Although I can drink a couple of the upper-end Big Brands, what I find works best is to go to a specialty or natural foods store and buy an assortment of "microbrew" root beers in individual bottles. It's pricy, but I don't need soda that often and you get what you pay for. I read the labels and get the ones with lots of spicy ingrediants. One of my favorites has a dash of mustard.
My husband is from Atlanta, so drinking Coke products is an act of patriotism for him out here. When the venue only offers Pepsi, he orders Dr Pepper, another product that got adulterated when the big brand bought it out. Original recipe Dr Pepper (as every Texas schoolchild knows) was invented in central Texas as a patent medicine and included prune juice in the recipe. I find there's little difference between it and Cherry Coke these days - both vile to my tastebuds but other people like them. That's what makes horse races.
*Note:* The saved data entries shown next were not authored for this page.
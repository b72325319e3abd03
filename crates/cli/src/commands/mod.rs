//! Command implementations.
//!
//! Output goes to stdout; diagnostics go through `tracing` to stderr.

pub mod products;
pub mod requests;
pub mod search;
pub mod sellers;

use labmarket_client::MarketError;
use labmarket_client::live::ListState;
use labmarket_client::pagination::Pagination;
use thiserror::Error;

/// Errors that can occur while running a command.
#[derive(Debug, Error)]
pub enum CommandError {
    /// Marketplace operation failed.
    #[error(transparent)]
    Market(#[from] MarketError),

    /// `--notify` was given but no email relay is configured.
    #[error("Email relay is not configured (set the EMAIL_* variables)")]
    EmailNotConfigured,

    /// Notification body failed to render.
    #[error("Failed to render notification: {0}")]
    Render(String),
}

/// Surface the load error of a freshly opened list, if any.
fn loaded<T>(state: ListState<T>) -> Result<ListState<T>, CommandError> {
    match state.error {
        Some(err) => Err(MarketError::Backend(err).into()),
        None => Ok(state),
    }
}

#[allow(clippy::print_stdout)]
fn print_footer(total: u64, page: u32, page_size: u32) {
    let mut pagination = Pagination::new(total, page_size);
    pagination.go_to_page(page);
    println!(
        "-- page {} of {} ({total} total)",
        pagination.current_page(),
        pagination.total_pages().max(1)
    );
}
On one visit to Atlanta we visted the World of Coke Museum (I'm not making this up!), where you can sample Coke products from around the world, view nostalgic commercials, and see Coke advertising collectibles. It's all very silly. But I realized on this visit just how insidious advertising is and how well they've learned to manipulate the artist's toolkit of emotional hooks when I felt myself tearing up at the "return to the hilltop" commercial.
For those of you who missed this advertising classic, back in the early 70s Coke took over the Up With People song "I'd Like to Teach the World to Sing," changed one line to say "I'd like to buy the world a Coke," and staged an elaborate faux-Up With People Happening involving people holding hands on a hilltop and singing the altered song. The "return to the hilltop" commercial involved a mother bringing her children to the hilltop and telling them "This is where it happened," with flashbacks and emotive music. I knew it was absurd and manipulative, but a combination of factors nevertheless produced the physical reaction of tears.
Be ever vigilant! I eliminate advertising from my life as much as possible (it isn't very, alas).